TASK TO COMPLETE:
Output exactly the lines from the one containing "pub struct PdbScope" to the last line of the material, inclusive, and nothing more.

EXTRACTED MATERIAL:
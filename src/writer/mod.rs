//! Binary emission substrate.
//!
//! Everything this crate serializes (method bodies, MSF containers, CodeView records) is written
//! through a [`BinaryWriter`] on top of a [`ByteBuffer`]. The buffer keeps a cursor separate from
//! its high-water length so that headers can be back-patched after their payload is known.
//!
//! # Key Components
//!
//! - [`crate::writer::ByteBuffer`] - Growable byte array with position tracking
//! - [`crate::writer::BinaryWriter`] - Fixed-width, string and compressed integer encoders

mod binary;
mod buffer;

pub use binary::BinaryWriter;
pub use buffer::ByteBuffer;
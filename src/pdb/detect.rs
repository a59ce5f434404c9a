//! Format detection, conversion and discovery of the PDB that belongs to an image.
//!
//! # Examples
//!
//! ```rust,no_run
//! use dotsym::pdb::{load_for_image, DiscoveryOptions};
//! use std::path::Path;
//!
//! let options = DiscoveryOptions::default().with_search_path("/symbols");
//! if let Some(info) = load_for_image(Path::new("App.dll"), &options)? {
//!     println!("{} functions", info.functions.len());
//! }
//! # Ok::<(), dotsym::Error>(())
//! ```

use std::path::{Path, PathBuf};

use tracing::{debug, trace, warn};

use crate::{
    file::File,
    pdb::{
        msf::MSF_MAGIC, portable::METADATA_SIGNATURE, read_legacy, read_portable, write_legacy,
        PdbFormat, PdbInfo, PdbWriterOptions,
    },
    Result,
};

/// Where [`find_associated_pdb`] looks for symbols.
#[derive(Debug, Clone, PartialEq, Eq)]
pub struct DiscoveryOptions {
    /// Directories searched for the PDB file name, in order
    pub search_paths: Vec<PathBuf>,
    /// Try the path recorded in the image's CodeView record first
    pub use_codeview_path: bool,
}

impl DiscoveryOptions {
    /// Only look next to the image
    #[must_use]
    pub fn new() -> Self {
        Self::default()
    }

    /// Append a search directory
    #[must_use]
    pub fn with_search_path(mut self, path: impl Into<PathBuf>) -> Self {
        self.search_paths.push(path.into());
        self
    }
}

impl Default for DiscoveryOptions {
    fn default() -> Self {
        DiscoveryOptions {
            search_paths: Vec::new(),
            use_codeview_path: true,
        }
    }
}

/// Identify the format of PDB data from its leading bytes
#[must_use]
pub fn sniff(data: &[u8]) -> Option<PdbFormat> {
    let format = if data.starts_with(&METADATA_SIGNATURE.to_le_bytes()) {
        Some(PdbFormat::Portable)
    } else if data.starts_with(MSF_MAGIC) {
        Some(PdbFormat::Legacy)
    } else {
        None
    };
    trace!(?format, len = data.len(), "sniffed pdb format");
    format
}

/// Decode PDB data of either format.
///
/// # Errors
/// Returns [`crate::Error::NotSupported`] if the data is neither format, or the decoder's error.
pub fn load_pdb(data: &[u8]) -> Result<PdbInfo> {
    match sniff(data) {
        Some(PdbFormat::Portable) => read_portable(data),
        Some(PdbFormat::Legacy) => read_legacy(data),
        None => Err(crate::Error::NotSupported),
    }
}

/// Decode PDB data of either format and serialize it as a legacy PDB with the given page size
///
/// # Errors
/// Returns an error if decoding fails or the page size is invalid.
pub fn convert_to_legacy(data: &[u8], page_size: u32) -> Result<Vec<u8>> {
    let info = load_pdb(data)?;
    let options = PdbWriterOptions {
        page_size,
        guid: info.guid,
        age: info.age,
        source_server_data: info.source_server_data.clone(),
        ..PdbWriterOptions::default()
    };
    write_legacy(&info, &options)
}

/// File name part of a path recorded on any platform
fn file_name(recorded: &str) -> Option<&str> {
    recorded
        .rsplit(['\\', '/'])
        .next()
        .filter(|name| !name.is_empty())
}

/// Locate the PDB of the image at `image_path`.
///
/// Candidates in order: the CodeView path, the image path with a `.pdb` extension, the CodeView
/// file name next to the image, then the file name in every search path. The first existing
/// file wins.
#[must_use]
pub fn find_associated_pdb(
    image_path: &Path,
    file: &File,
    options: &DiscoveryOptions,
) -> Option<PathBuf> {
    let codeview = match file.codeview() {
        Ok(codeview) => codeview,
        Err(error) => {
            debug!(%error, "ignoring unreadable debug directory");
            None
        }
    };

    let mut candidates = Vec::new();
    if let Some(codeview) = &codeview {
        if options.use_codeview_path && !codeview.path.is_empty() {
            candidates.push(PathBuf::from(&codeview.path));
        }
    }
    candidates.push(image_path.with_extension("pdb"));

    let pdb_name = codeview
        .as_ref()
        .and_then(|codeview| file_name(&codeview.path))
        .map(str::to_string)
        .or_else(|| {
            image_path
                .with_extension("pdb")
                .file_name()
                .map(|name| name.to_string_lossy().into_owned())
        });
    if let Some(name) = &pdb_name {
        if let Some(directory) = image_path.parent() {
            candidates.push(directory.join(name));
        }
        for directory in &options.search_paths {
            candidates.push(directory.join(name));
        }
    }

    let found = candidates.into_iter().find(|candidate| candidate.is_file());
    trace!(image = %image_path.display(), found = ?found, "pdb discovery");
    found
}

/// Load the symbols of the image at `path`; `Ok(None)` if no PDB is found.
///
/// A PDB whose guid differs from the image's CodeView record is still returned, with a warning.
///
/// # Errors
/// Returns an error if the image or the PDB can not be read or decoded.
pub fn load_for_image(path: &Path, options: &DiscoveryOptions) -> Result<Option<PdbInfo>> {
    let file = File::from_file(path)?;
    let Some(pdb_path) = find_associated_pdb(path, &file, options) else {
        debug!(image = %path.display(), "no pdb found");
        return Ok(None);
    };

    let info = load_pdb(&std::fs::read(&pdb_path)?)?;
    if let Some(codeview) = file.codeview()? {
        if codeview.guid != info.guid {
            warn!(
                pdb = %pdb_path.display(),
                expected = %codeview.guid,
                found = %info.guid,
                "pdb does not match the image"
            );
        }
    }
    Ok(Some(info))
}
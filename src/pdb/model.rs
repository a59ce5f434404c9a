//! In-memory debug symbol model.
//!
//! Both physical formats decode into a [`PdbInfo`], and the legacy writer serializes one back.
//! A [`PdbFunction`] owns a tree of lexical [`PdbScope`]s and its sequence points grouped by
//! document ([`PdbLines`]). Documents are [`PdbSource`] records referenced by index.
//!
//! # Examples
//!
//! ```rust
//! use dotsym::pdb::{ChecksumAlgorithm, PdbSource};
//!
//! let source = PdbSource::with_checksum_of("Program.cs", b"class P {}", ChecksumAlgorithm::Sha1);
//! assert_eq!(source.checksum.len(), 20);
//! assert_eq!(source.checksum_algorithm, ChecksumAlgorithm::Sha1.guid());
//! ```

use std::{
    collections::{hash_map::Entry, HashMap},
    fmt,
};

use md5::{Digest, Md5};
use sha1::Sha1;
use uguid::{guid, Guid};

use crate::token::Token;

/// Line number the compilers use for hidden sequence points
pub const HIDDEN_LINE: u32 = 0x00FE_EFEE;

/// C# language id
pub const LANGUAGE_CSHARP: Guid = guid!("3f5162f8-07c6-11d3-9053-00c04fa302a1");
/// Visual Basic language id
pub const LANGUAGE_BASIC: Guid = guid!("3a12d0b8-c26c-11d0-b442-00a0244a1dd2");
/// F# language id
pub const LANGUAGE_FSHARP: Guid = guid!("ab4f38c9-b6e6-43ba-be3b-58080b2ccce3");
/// Microsoft vendor id
pub const VENDOR_MICROSOFT: Guid = guid!("994b45c4-e6e9-11d2-903f-00c04fa302a1");
/// Text document type
pub const DOCUMENT_TYPE_TEXT: Guid = guid!("5a869d0b-6611-11d3-bd2a-0000f80849bd");

/// The physical format a [`PdbInfo`] was read from
#[derive(Debug, Clone, Copy, PartialEq, Eq, Hash)]
pub enum PdbFormat {
    /// MSF container with CodeView records
    Legacy,
    /// ECMA-335 metadata with the `#Pdb` stream
    Portable,
}

/// Hash algorithm of a document checksum
#[derive(Debug, Clone, Copy, PartialEq, Eq, Hash)]
pub enum ChecksumAlgorithm {
    /// SHA-1, 20 bytes
    Sha1,
    /// MD5, 16 bytes
    Md5,
}

impl ChecksumAlgorithm {
    /// The algorithm id stored in document records
    #[must_use]
    pub const fn guid(self) -> Guid {
        match self {
            ChecksumAlgorithm::Sha1 => guid!("ff1816ec-aa5e-4d10-87f7-6f4963833460"),
            ChecksumAlgorithm::Md5 => guid!("406ea660-64cf-4c82-b6f0-42d48172a799"),
        }
    }

    /// Look up an algorithm by its id
    #[must_use]
    pub fn from_guid(guid: &Guid) -> Option<Self> {
        [ChecksumAlgorithm::Sha1, ChecksumAlgorithm::Md5]
            .into_iter()
            .find(|algorithm| algorithm.guid() == *guid)
    }

    /// Hash `data`
    #[must_use]
    pub fn digest(self, data: &[u8]) -> Vec<u8> {
        match self {
            ChecksumAlgorithm::Sha1 => Sha1::digest(data).to_vec(),
            ChecksumAlgorithm::Md5 => Md5::digest(data).to_vec(),
        }
    }

    /// The CodeView checksum kind byte
    #[must_use]
    pub const fn codeview_kind(self) -> u8 {
        match self {
            ChecksumAlgorithm::Md5 => 1,
            ChecksumAlgorithm::Sha1 => 2,
        }
    }

    /// The algorithm with CodeView checksum kind `kind`
    #[must_use]
    pub const fn from_codeview_kind(kind: u8) -> Option<Self> {
        match kind {
            1 => Some(ChecksumAlgorithm::Md5),
            2 => Some(ChecksumAlgorithm::Sha1),
            _ => None,
        }
    }
}

/// A source document.
#[derive(Debug, Clone, PartialEq, Eq)]
pub struct PdbSource {
    /// File name as recorded by the compiler
    pub name: String,
    /// Language id
    pub language: Guid,
    /// Language vendor id
    pub vendor: Guid,
    /// Document type id
    pub doc_type: Guid,
    /// Checksum algorithm id, [`Guid::ZERO`] when there is no checksum
    pub checksum_algorithm: Guid,
    /// Checksum bytes
    pub checksum: Vec<u8>,
}

impl PdbSource {
    /// A C# text document without a checksum
    #[must_use]
    pub fn new(name: impl Into<String>) -> Self {
        PdbSource {
            name: name.into(),
            language: LANGUAGE_CSHARP,
            vendor: VENDOR_MICROSOFT,
            doc_type: DOCUMENT_TYPE_TEXT,
            checksum_algorithm: Guid::ZERO,
            checksum: Vec::new(),
        }
    }

    /// A C# text document whose checksum is computed from `contents`
    #[must_use]
    pub fn with_checksum_of(
        name: impl Into<String>,
        contents: &[u8],
        algorithm: ChecksumAlgorithm,
    ) -> Self {
        PdbSource {
            checksum_algorithm: algorithm.guid(),
            checksum: algorithm.digest(contents),
            ..PdbSource::new(name)
        }
    }

    /// The checksum algorithm, if it is one this crate can compute
    #[must_use]
    pub fn algorithm(&self) -> Option<ChecksumAlgorithm> {
        ChecksumAlgorithm::from_guid(&self.checksum_algorithm)
    }
}

/// One sequence point.
#[derive(Debug, Clone, Copy, PartialEq, Eq, Hash)]
pub struct PdbLine {
    /// IL offset
    pub offset: u32,
    /// First line
    pub line_begin: u32,
    /// First column
    pub col_begin: u16,
    /// Last line
    pub line_end: u32,
    /// Column after the last character
    pub col_end: u16,
}

impl PdbLine {
    /// A sequence point that hides the code from the debugger
    #[must_use]
    pub fn hidden(offset: u32) -> Self {
        PdbLine {
            offset,
            line_begin: HIDDEN_LINE,
            col_begin: 0,
            line_end: HIDDEN_LINE,
            col_end: 0,
        }
    }

    /// True for hidden sequence points
    #[must_use]
    pub fn is_hidden(&self) -> bool {
        self.line_begin == HIDDEN_LINE
    }
}

/// Sequence points of one function in one document
#[derive(Debug, Clone, PartialEq, Eq)]
pub struct PdbLines {
    /// Index into [`PdbInfo::sources`]
    pub source: usize,
    /// Sequence points in offset order
    pub lines: Vec<PdbLine>,
}

/// A source span, as passed to the generator and the writer
#[derive(Debug, Clone, Copy, PartialEq, Eq, Hash)]
pub struct SourceLocation {
    /// Index into the document list
    pub source: usize,
    /// First line
    pub start_line: u32,
    /// First column
    pub start_column: u16,
    /// Last line
    pub end_line: u32,
    /// Column after the last character
    pub end_column: u16,
}

impl SourceLocation {
    /// The sequence point for this location at `offset`
    #[must_use]
    pub fn at(&self, offset: u32) -> PdbLine {
        PdbLine {
            offset,
            line_begin: self.start_line,
            col_begin: self.start_column,
            line_end: self.end_line,
            col_end: self.end_column,
        }
    }
}

/// A local variable slot.
#[derive(Debug, Clone, PartialEq, Eq, Hash)]
pub struct PdbSlot {
    /// Index in the local signature
    pub index: u32,
    /// Source name
    pub name: String,
    /// Introduced by the compiler, hidden from the user
    pub compiler_generated: bool,
    /// `StandAloneSig` token of the method's local signature
    pub signature_token: Token,
}

/// Value of a named constant.
///
/// The variants are exactly the numeric leaves CodeView can distinguish; the portable decoder
/// folds `bool` into [`PdbConstantValue::I8`] and `char`/`byte` into [`PdbConstantValue::U16`].
#[derive(Debug, Clone, PartialEq)]
pub enum PdbConstantValue {
    /// Signed byte
    I8(i8),
    /// Signed 16-bit integer
    I16(i16),
    /// Unsigned 16-bit integer
    U16(u16),
    /// Signed 32-bit integer
    I32(i32),
    /// Unsigned 32-bit integer
    U32(u32),
    /// Signed 64-bit integer
    I64(i64),
    /// Unsigned 64-bit integer
    U64(u64),
    /// 32-bit float
    F32(f32),
    /// 64-bit float
    F64(f64),
    /// String
    String(String),
}

/// A named constant visible in a scope.
#[derive(Debug, Clone, PartialEq)]
pub struct PdbConstant {
    /// Source name
    pub name: String,
    /// `StandAloneSig` token describing the constant's type
    pub signature_token: Token,
    /// The value
    pub value: PdbConstantValue,
}

/// A lexical scope `[offset, offset + length)`.
#[derive(Debug, Clone, PartialEq, Default)]
pub struct PdbScope {
    /// First IL offset
    pub offset: u32,
    /// Length in IL bytes
    pub length: u32,
    /// Locals declared here
    pub slots: Vec<PdbSlot>,
    /// Constants declared here
    pub constants: Vec<PdbConstant>,
    /// `using` directives in effect
    pub used_namespaces: Vec<String>,
    /// Nested scopes
    pub scopes: Vec<PdbScope>,
}

impl PdbScope {
    /// A scope without content
    #[must_use]
    pub fn new(offset: u32, length: u32) -> Self {
        PdbScope {
            offset,
            length,
            ..PdbScope::default()
        }
    }

    /// First offset after the scope
    #[must_use]
    pub fn end(&self) -> u32 {
        self.offset + self.length
    }

    /// True if `other` lies within this scope
    #[must_use]
    pub fn contains(&self, other: &PdbScope) -> bool {
        self.offset <= other.offset && other.end() <= self.end()
    }

    /// This scope followed by all nested scopes, depth first
    #[must_use]
    pub fn flatten(&self) -> Vec<&PdbScope> {
        let mut result = vec![self];
        for scope in &self.scopes {
            result.extend(scope.flatten());
        }
        result
    }
}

RESPONSE TO THE EXERCISE:
pub struct PdbScope {
    /// First IL offset
    pub offset: u32,
    /// Length in IL bytes
    pub length: u32,
    /// Locals declared here
    pub slots: Vec<PdbSlot>,
    /// Constants declared here
    pub constants: Vec<PdbConstant>,
    /// `using` directives in effect
    pub used_namespaces: Vec<String>,
    /// Nested scopes
    pub scopes: Vec<PdbScope>,
}

impl PdbScope {
    /// A scope without content
    #[must_use]
    pub fn new(offset: u32, length: u32) -> Self {
        PdbScope {
            offset,
            length,
            ..PdbScope::default()
        }
    }

    /// First offset after the scope
    #[must_use]
    pub fn end(&self) -> u32 {
        self.offset + self.length
    }

    /// True if `other` lies within this scope
    #[must_use]
    pub fn contains(&self, other: &PdbScope) -> bool {
        self.offset <= other.offset && other.end() <= self.end()
    }

    /// This scope followed by all nested scopes, depth first
    #[must_use]
    pub fn flatten(&self) -> Vec<&PdbScope> {
        let mut result = vec![self];
        for scope in &self.scopes {
            result.extend(scope.flatten());
        }
        result
    }
}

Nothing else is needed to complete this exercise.